Les pèlerins accourent pour le rencontrer. Sulpice Sévère, un aristocrate et lettré gallo-romain, écrit sa biographie, dresse la liste de ses miracles. Ce livre se répand dans tout l'Occident, jusqu'en Égypte et en Grèce. La basilique de Tours, où repose Martin, devient le cœur de ce catholicisme qui gagne toute l'ancienne Gaule, laquelle fait figure de foyer chrétien de l'Europe. Des monastères sont fondés : ceux de l'île de Lérins (dans la baie de Cannes) et de Saint-Victor (à Marseille). Arles et Lyon – la ville qui connut les premiers martyrs chrétiens en 177 – sont des villes d'où la foi rayonne.

En se convertissant et en entraînant son peuple dans sa foi, Clovis s'appuie sur cette chrétienté déjà présente, et la renforce.

Lui qui a vaincu les Alamans – à Tolbiac, en 496, et sa conversion constitue peut-être une manière de remerciement à Dieu pour cette victoire – s'ouvre, à la bataille de Vouillé, près de Poitiers, la route de Bordeaux et de Toulouse. Il bat les Wisigoths hérétiques. Il annexe les pays situés entre la Loire et les Pyrénées. Il assemble ainsi – même s'il ne contrôle pas la côte méditerranéenne – un « royaume » dont les contours annoncent ceux de la France. Et il n'est pas jusqu'à la frontière de l'Est, tenue par les Alamans parlant le germanique, qui ne préfigure les limites françaises.

Mais Clovis ne fixe pas de frontières, celles-ci ayant été déjà esquissées par César.

Abandonnant Soissons, il choisit le futur centre national du pouvoir lorsqu'il fait de Paris – ville romaine d'importance moyenne, comparée à Lyon, Arles, Vienne, Trèves – sa capitale.

Déjà, en 502, il a choisi l'emplacement d'un mausolée sur l'une des collines de la rive gauche de la Seine, en face des îles.

Le palais du roi est situé dans la ville que domine ce sanctuaire.

Les choix sont donc clairs et dessinent un trait majeur de l'âme française : les liens tissés entre le roi et l'Église, entre monarchie et catholicisme.

Mais l'évêque Remi l'a rappelé au jeune catéchumène qu'était Clovis : les deux pouvoirs, celui de l'Église et celui du roi, restent séparés.

Si la France devient la « fille aînée de l'Église », le roi, pourtant baptisé et sacré, n'est pas confondu avec un homme d'Église.

Le roi prie. Les prêtres prient pour le roi. Mais celui-ci n'est pas l'égal d'un dieu.

Détentrice de l'héritage de Rome, l'Église ne confond pas pour autant pouvoir politique et pouvoir religieux. Elle refuse d'idolâtrer le roi comme l'était l'empereur.

Cependant, en juillet 511, c'est le souverain Clovis qui convoque à Orléans les évêques de son royaume.

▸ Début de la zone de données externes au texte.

//! Commitment tick: promises the world keeps or breaks.
//!
//! A commitment is created by a reaction (`create_commitment`) from a
//! config entry and then checked once per turn: if its success flag has
//! been set it becomes fulfilled; if its duration elapses first it fails
//! and its `failure_effects` land — flags, trust shifts, state changes,
//! death marks, gossip.

use crate::accessor::StateAccessor;
use crate::infra::{apply_trust_change, create_gossip, mark_dead, set_actor_state};

use log::info;
use skein_data::{ActorId, CommitmentState, Value};
use skein_data::value::Props;

/// Advance every active commitment one turn. Returns narration beats from
/// failures (success is quiet unless configured otherwise).
pub fn tick_commitments(accessor: &mut StateAccessor) -> Vec<String> {
    let now = accessor.current_turn();
    let mut beats = Vec::new();

    let ids: Vec<String> = accessor
        .state
        .commitments
        .iter()
        .filter(|(_, c)| c.state.is_active())
        .map(|(id, _)| id.clone())
        .collect();

    for id in ids {
        let Some(commitment) = accessor.state.commitments.get(&id).cloned() else {
            continue;
        };

        let fulfilled =
            !commitment.success_condition.is_empty() && accessor.state.flag_set(&commitment.success_condition);
        if fulfilled {
            info!("commitment '{id}' fulfilled on turn {now}");
            if let Some(c) = accessor.state.commitments.get_mut(&id) {
                c.state = CommitmentState::Fulfilled;
            }
            continue;
        }

        if now.saturating_sub(commitment.created_turn) >= commitment.duration {
            info!("commitment '{id}' failed on turn {now} (created {}, duration {})",
                commitment.created_turn, commitment.duration);
            if let Some(c) = accessor.state.commitments.get_mut(&id) {
                c.state = CommitmentState::Failed;
            }
            beats.extend(apply_failure_effects(accessor, &id, &commitment.failure_effects));
        }
    }
    beats
}

fn apply_failure_effects(accessor: &mut StateAccessor, commitment_id: &str, effects: &Props) -> Vec<String> {
    let mut beats = Vec::new();

    if let Some(Value::Map(flags)) = effects.get("set_flags") {
        for (flag, value) in flags.clone() {
            accessor.state.set_flag(&flag, value);
        }
    }
    if let Some(Value::Map(trust_changes)) = effects.get("trust_changes").cloned() {
        for (target, delta) in &trust_changes {
            if let Some(delta) = delta.as_int() {
                apply_trust_change(accessor, &ActorId::from(target.as_str()), delta, None);
            }
        }
    }
    if let Some(Value::Map(state_changes)) = effects.get("state_changes").cloned() {
        for (target, new_state) in &state_changes {
            if let Some(new_state) = new_state.as_str() {
                set_actor_state(accessor, &ActorId::from(target.as_str()), new_state);
            }
        }
    }
    for target in effects.get("mark_dead").map(Value::as_str_list).unwrap_or_default() {
        let target_id = ActorId::from(target);
        if let Some(feedback) = mark_dead(accessor, &target_id, &format!("commitment '{commitment_id}' failed")) {
            beats.push(feedback);
        }
    }
    if let Some(gossip) = effects.get("create_gossip") {
        let content = gossip
            .get("content")
            .and_then(Value::as_str)
            .unwrap_or("Word spreads of a promise broken")
            .to_string();
        let source = gossip
            .get("source")
            .and_then(Value::as_str)
            .unwrap_or("witnesses")
            .to_string();
        let targets: Vec<ActorId> = gossip
            .get("targets")
            .map(Value::as_str_list)
            .unwrap_or_default()
            .into_iter()
            .map(ActorId::from)
            .collect();
        let delay = gossip
            .get("delay")
            .and_then(Value::as_int)
            .and_then(|d| u64::try_from(d).ok())
            .unwrap_or(0);
        let gossip_id = gossip
            .get("id")
            .and_then(Value::as_str)
            .map_or_else(|| format!("gossip_{commitment_id}_failed"), str::to_string);
        create_gossip(accessor.state, &content, &source, targets, delay, &gossip_id);
    }
    if let Some(message) = effects.get("message").and_then(Value::as_str) {
        if !message.is_empty() {
            beats.push(message.to_string());
        }
    }
    beats
}

#[cfg(test)]
mod tests {
    use super::*;
    use crate::behavior::BehaviorManager;
    use crate::infra::create_commitment;
    use skein_data::{Actor, GameState, Location, LocationId, Metadata, value_map};

    fn world_with_commitment() -> GameState {
        let mut state = GameState {
            metadata: Metadata {
                start_location: LocationId::from("loc_hall"),
                ..Metadata::default()
            },
            ..GameState::default()
        };
        state.locations.insert(
            LocationId::from("loc_hall"),
            Location {
                id: LocationId::from("loc_hall"),
                ..Location::default()
            },
        );
        for id in ["player", "npc_echo"] {
            state.actors.insert(
                ActorId::from(id),
                Actor {
                    id: ActorId::from(id),
                    name: id.into(),
                    location: LocationId::from("loc_hall"),
                    ..Actor::default()
                },
            );
        }
        state.extra.insert(
            "commitment_configs".into(),
            value_map! {
                "commit_aldric" => value_map! {
                    "duration" => 15,
                    "success_condition" => "aldric_rescued",
                    "failure_effects" => value_map! {
                        "set_flags" => value_map! { "aldric_died" => true },
                        "create_gossip" => value_map! {
                            "content" => "Aldric perished in the depths",
                            "targets" => vec![Value::from("npc_echo")],
                            "delay" => 0,
                        },
                    },
                },
            },
        );
        state.turn = 1;
        create_commitment(&mut state, "commit_aldric", 1);
        state
    }

    fn tick(state: &mut GameState) -> Vec<String> {
        let manager = BehaviorManager::new(vec![]).unwrap();
        let mut accessor = StateAccessor::new(state, &manager);
        tick_commitments(&mut accessor)
    }

    #[test]
    fn active_commitment_survives_before_deadline() {
        let mut state = world_with_commitment();
        state.turn = 10;
        tick(&mut state);
        assert!(state.commitments["commit_aldric"].state.is_active());
    }

    #[test]
    fn success_flag_fulfills() {
        let mut state = world_with_commitment();
        state.set_flag("aldric_rescued", Value::Bool(true));
        state.turn = 5;
        tick(&mut state);
        assert!(state.commitments["commit_aldric"].state.is_fulfilled());
        // no failure effects fired
        assert!(!state.flag_set("aldric_died"));
        assert!(state.gossip_queue.is_empty());
    }

    #[test]
    fn deadline_fails_and_applies_effects() {
        let mut state = world_with_commitment();
        state.turn = 16; // created on 1, duration 15
        tick(&mut state);

        assert!(state.commitments["commit_aldric"].state.is_failed());
        assert!(state.flag_set("aldric_died"));
        assert_eq!(state.gossip_queue.len(), 1);
        assert_eq!(state.gossip_queue[0].targets, vec![ActorId::from("npc_echo")]);
    }

    #[test]
    fn failed_commitment_does_not_fail_twice() {
        let mut state = world_with_commitment();
        state.turn = 16;
        tick(&mut state);
        assert_eq!(state.gossip_queue.len(), 1);
        state.turn = 17;
        tick(&mut state);
        assert_eq!(state.gossip_queue.len(), 1);
    }

    #[test]
    fn success_exactly_at_deadline_wins_over_failure() {
        let mut state = world_with_commitment();
        state.set_flag("aldric_rescued", Value::Bool(true));
        state.turn = 16;
        tick(&mut state);
        assert!(state.commitments["commit_aldric"].state.is_fulfilled());
    }
}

Dans cette ville qui fut la première à se rebeller contre César et dont le nom va résonner tout au long de l'histoire nationale, Clovis définit les relations entre le roi et les évêques, les églises et les monastères.

Le roi des Francs veut que « son » Église échappe à l'influence de Rome et que « ses évêques » lui obéissent.

Ainsi s'annonce la singularité des rapports entre la France et Rome. Clovis est déjà un « gallican ».

La Gaule romaine et chrétienne a donc assimilé les barbares francs. Dans toute l'Europe occidentale, à ce titre, ce royaume franc catholique constitue une exception en ce début du vie siècle.

Près d'un millénaire et demi plus tard – en 1965 –, de Gaulle, devenu président de la République, confiait : « Pour moi, l'histoire de France commence avec Clovis, choisi comme roi de France par la tribu des Francs qui donnèrent leur nom à la France... Mon pays est un pays chrétien, et je commence à compter l'histoire de France à partir d'un roi chrétien qui porte le nom de Franc. »

Écho lointain de la conversion d'un chef barbare qui lança sa hache à deux tranchants pour déterminer le lieu où s'élèveraient, sur la colline parisienne, son mausolée et celui de sainte Geneviève.

7.

En ce début du vie siècle, dans le royaume franc dont Paris est la capitale, le peuple prie.